Cybersecurity Analyst

vor 1 Woche

Plankstadt, Baden-Württemberg, Deutschland Corden Pharma - A Full-Service CDMO Vollzeit 60.000 € - 100.000 € pro Jahr

Introduction

CordenPharma
is a leading full-service Contract Development and Manufacturing Organization (CDMO) specializing in active pharmaceutical ingredients (APIs), excipients, drug products (DP), and packaging. With around 3,000 employees worldwide, we help pharmaceutical and biotech companies manufacture medicines with the ultimate goal of improving people's lives.

Our network, spanning Europe and the US, provides flexible and specialized solutions across six technology platforms: Peptides, Lipids & Carbohydrates, Injectables, Highly Potent & Oncology, Small Molecules, and Oligonucleotides. We strive for excellence in supporting this network and are committed to delivering the highest quality products for patient well-being.

Our People Vision:
We strive for excellence. We share our passion. Together, we make a difference in patients' lives.

What you can expect

Overview
We are looking for a
Cybersecurity Analyst
with strong technical expertise to support and protect our pharmaceutical operations. This role will play a critical part in
monitoring security events, managing SIEM content, assessing risks for firewall changes, securing our Microsoft 365 environment, and conducting incident investigations
.

In our highly regulated industry, the analyst will also ensure security activities align with
compliance requirements (GxP)
while protecting sensitive research, intellectual property, and customer data.
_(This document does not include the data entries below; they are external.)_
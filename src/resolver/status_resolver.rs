//! Mapping from monitor state to the three-valued downstream status
//!
//! Resolution is a pure function of the monitor definition, its latest heartbeat
//! and, for groups, the heartbeats of its children. It is re-run on every
//! trigger; nothing here is cached.

use crate::events::{Heartbeat, RawStatus, ResolvedStatus, StatusPayload, StatusReport};
use crate::registry::{Monitor, MonitorKind, MonitorRegistry};
use crate::resolver::{GroupAggregator, GroupCounts};
use crate::store::HeartbeatStore;
use log::{debug, warn};

/// Share of up children above which a mixed group is considered "mostly up"
const MOSTLY_UP_RATIO: f64 = 0.75;

/// Tag names and defaults the resolver reads monitors with
#[derive(Debug, Clone, PartialEq)]
pub struct ResolverSettings {
    /// Tag whose value names the downstream identifier to report under
    pub publish_tag: String,
    /// Tag holding a per-monitor latency threshold in milliseconds
    pub latency_tag: String,
    /// Threshold used when a monitor has no latency tag
    pub default_max_latency: f64,
}

impl Default for ResolverSettings {
    fn default() -> Self {
        Self {
            publish_tag: "kener".to_string(),
            latency_tag: "max_ping".to_string(),
            default_max_latency: 2000.0,
        }
    }
}

/// Resolves monitors into statuses and publishable reports
#[derive(Debug, Clone, Default)]
pub struct StatusResolver {
    settings: ResolverSettings,
}

impl StatusResolver {
    pub fn new(settings: ResolverSettings) -> Self {
        Self { settings }
    }

    /// Status of a directly checked monitor
    ///
    /// Down wins regardless of latency; an up heartbeat slower than the
    /// threshold is degraded. A latency equal to the threshold is still up.
    pub fn leaf_status(heartbeat: &Heartbeat, max_latency: f64) -> ResolvedStatus {
        match heartbeat.status {
            RawStatus::Down => ResolvedStatus::Down,
            RawStatus::Up if heartbeat.latency > max_latency => ResolvedStatus::Degraded,
            RawStatus::Up => ResolvedStatus::Up,
        }
    }

    /// Status of a group from the tally of its eligible children
    pub fn group_status(counts: GroupCounts) -> ResolvedStatus {
        if counts.total == 0 || counts.down == counts.total {
            return ResolvedStatus::Down;
        }
        if counts.up == counts.total {
            return ResolvedStatus::Up;
        }

        // "Mostly up" is reported the same way as any other mixed group.
        if counts.up_ratio().is_some_and(|ratio| ratio > MOSTLY_UP_RATIO) {
            debug!(
                "Group mostly up ({}/{} children up), reporting DEGRADED",
                counts.up, counts.total
            );
        }
        ResolvedStatus::Degraded
    }

    /// Latency threshold for a monitor, from its tag or the default
    pub fn max_latency(&self, monitor: &Monitor) -> f64 {
        let Some(raw) = monitor.tag_value(&self.settings.latency_tag) else {
            return self.settings.default_max_latency;
        };

        match leading_integer(raw) {
            Some(value) => value,
            None => {
                warn!(
                    "Monitor #{} ({}) has an unreadable {} tag '{}', using {}",
                    monitor.id,
                    monitor.name,
                    self.settings.latency_tag,
                    raw,
                    self.settings.default_max_latency
                );
                self.settings.default_max_latency
            }
        }
    }

    /// Resolve a monitor into a status and the latency to report with it
    ///
    /// Returns `None` when there is nothing to resolve from: a leaf that has
    /// never sent a heartbeat, or a kind the bridge does not handle.
    pub fn resolve(
        &self,
        monitor: &Monitor,
        registry: &MonitorRegistry,
        store: &HeartbeatStore,
    ) -> Option<(ResolvedStatus, f64)> {
        let own = store.get(monitor.id).map(|stored| &stored.heartbeat);

        match &monitor.kind {
            MonitorKind::Http
            | MonitorKind::Push
            | MonitorKind::Port
            | MonitorKind::Docker
            | MonitorKind::JsonQuery => {
                let heartbeat = own?;
                let status = Self::leaf_status(heartbeat, self.max_latency(monitor));
                Some((status, heartbeat.latency))
            }
            MonitorKind::Group { children } => {
                let counts = GroupAggregator::new(registry, store).count(children);
                debug!(
                    "Group #{} ({}): {} eligible children, {} up, {} down",
                    monitor.id, monitor.name, counts.total, counts.up, counts.down
                );
                let latency = own.map_or(0.0, |heartbeat| heartbeat.latency);
                Some((Self::group_status(counts), latency))
            }
            MonitorKind::Unsupported(_) => None,
        }
    }

    /// Build the report to publish for a monitor, if it should be published
    ///
    /// Inactive monitors and monitors without a publish tag never produce a
    /// report.
    pub fn report(
        &self,
        monitor: &Monitor,
        registry: &MonitorRegistry,
        store: &HeartbeatStore,
    ) -> Option<StatusReport> {
        if !monitor.active {
            debug!("Monitor #{} ({}) is paused, not publishing", monitor.id, monitor.name);
            return None;
        }
        let tag = monitor.tag_value(&self.settings.publish_tag)?;
        let (status, latency) = self.resolve(monitor, registry, store)?;

        Some(StatusReport {
            monitor_id: monitor.id,
            monitor_name: monitor.name.clone(),
            payload: StatusPayload {
                status,
                latency,
                tag: tag.to_string(),
            },
        })
    }
}

/// Integer at the start of a tag value, so "500ms" reads as 500
///
/// Anything after the leading digits is ignored, including a fractional part.
fn leading_integer(raw: &str) -> Option<f64> {
    let raw = raw.trim_start();
    let (negative, digits) = match raw.as_bytes().first() {
        Some(b'-') => (true, &raw[1..]),
        Some(b'+') => (false, &raw[1..]),
        _ => (false, raw),
    };
    let end = digits
        .bytes()
        .position(|b| !b.is_ascii_digit())
        .unwrap_or(digits.len());
    if end == 0 {
        return None;
    }

    let value = digits[..end].parse::<f64>().ok()?;
    Some(if negative { -value } else { value })
}


// Property-based tests
#[cfg(test)]
mod property_tests {
    use super::*;
    use quickcheck::{Arbitrary, Gen};
    use quickcheck_macros::quickcheck;

    /// Finite, non-negative latency in milliseconds
    #[derive(Debug, Clone, Copy)]
    struct Latency(f64);

    impl Arbitrary for Latency {
        fn arbitrary(g: &mut Gen) -> Self {
            Latency((u32::arbitrary(g) % 10_000) as f64 + (u8::arbitrary(g) % 10) as f64 / 10.0)
        }
    }

    /// Group tally with `up + down == total`
    #[derive(Debug, Clone, Copy)]
    struct Tally(GroupCounts);

    impl Arbitrary for Tally {
        fn arbitrary(g: &mut Gen) -> Self {
            let total = (u8::arbitrary(g) % 20) as usize;
            let up = if total == 0 {
                0
            } else {
                usize::arbitrary(g) % (total + 1)
            };
            Tally(GroupCounts {
                total,
                up,
                down: total - up,
            })
        }
    }

    #[quickcheck]
    fn prop_down_heartbeat_is_always_down(latency: Latency, threshold: Latency) -> bool {
        let heartbeat = Heartbeat::new(1, RawStatus::Down, latency.0);
        StatusResolver::leaf_status(&heartbeat, threshold.0) == ResolvedStatus::Down
    }

    #[quickcheck]
    fn prop_up_heartbeat_degrades_only_above_threshold(latency: Latency, threshold: Latency) -> bool {
        let status = StatusResolver::leaf_status(&Heartbeat::up(1, latency.0), threshold.0);
        if latency.0 > threshold.0 {
            status == ResolvedStatus::Degraded
        } else {
            status == ResolvedStatus::Up
        }
    }

    #[quickcheck]
    fn prop_latency_at_threshold_is_up(threshold: Latency) -> bool {
        StatusResolver::leaf_status(&Heartbeat::up(1, threshold.0), threshold.0) == ResolvedStatus::Up
    }

    #[quickcheck]
    fn prop_group_status_follows_tally(tally: Tally) -> bool {
        let counts = tally.0;
        let status = StatusResolver::group_status(counts);
        match (counts.total, counts.up, counts.down) {
            (0, _, _) => status == ResolvedStatus::Down,
            (total, up, _) if up == total => status == ResolvedStatus::Up,
            (total, _, down) if down == total => status == ResolvedStatus::Down,
            _ => status == ResolvedStatus::Degraded,
        }
    }
}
SIEM Operations & Threat Detection

  • Monitor, triage, and analyze events in the SIEM system.
  • Develop, fine-tune, and maintain detection rules aligned with current threat landscape and pharma-specific risks (e.g., IP theft, insider threats).
  • Ensure log sources from validated systems remain compliant with regulatory and audit standards.

Technical Security Assessments

  • Review firewall change requests, assess risks, and document recommendations within change management processes.
  • Support security risk assessments of IT/OT systems used in manufacturing and R&D environments.
  • Ensure technical controls align with 21 CFR Part 11, GxP, and other regulatory requirements.

Microsoft 365 Security Administration

  • Assess Microsoft 365 security configurations and provide input for the infrastructure operation team
  • Maintain and extend data loss prevention (DLP) policies to protect confidential data.
  • Regularly run and document compliance/security tasks for audits and regulatory reporting.

Incident Response & Investigations

  • Conduct deep-dive investigations of potential security incidents, including advanced phishing, and targeted attacks.
  • Collect forensic evidence in compliance with chain-of-custody and regulatory standards.
  • Collaborate with IT, QA, and Legal to ensure incidents are handled in a way that meets audit and compliance obligations.

Governance, Risk & Compliance Alignment

  • Document technical controls and provide evidence for audits (internal, FDA, ISO).
  • Participate in security projects (e.g., identity and access management, manufacturing security).

To successfully master this role, we are looking for the following qualifications:

  • Bachelor's degree in Computer Science, Cybersecurity, or related field (or equivalent experience).
  • Strong command of both German and English
  • 2–5 years of technical experience in technical security, incident response, or SOC environments.
  • Hands-on experience with SIEM platforms.
  • Experience with Microsoft 365 security configuration.
  • Knowledge of firewall technologies and risk assessment for change requests.
  • Strong problem-solving skills with an eye for compliance documentation and audit readiness.
  • Good knowledge of Project Management

Preferred Skills

  • Desirable certifications: CISSP, CISM, Security+, GCIH, or Azure Security Engineer Associate.
  • Experience with data loss prevention (DLP) and IP protection solutions.

What we offer

Reduced-rate bike leasing

Hybrid working opportunities

Subsidy for fitness studio

Employee Events

Positive working atmosphere and open management culture with focus on continuous improvement of processes to stay innovative

Interested?

If you enjoy working in a team and are interested in a varied area of responsibility, if you think and act beyond your own area of responsibility, then you should join our team.

CordenPharma does not accept unsolicited applications from recruitment agencies.
Any resumes submitted without a prior agreement will not be considered and will not create any obligations for CordenPharma.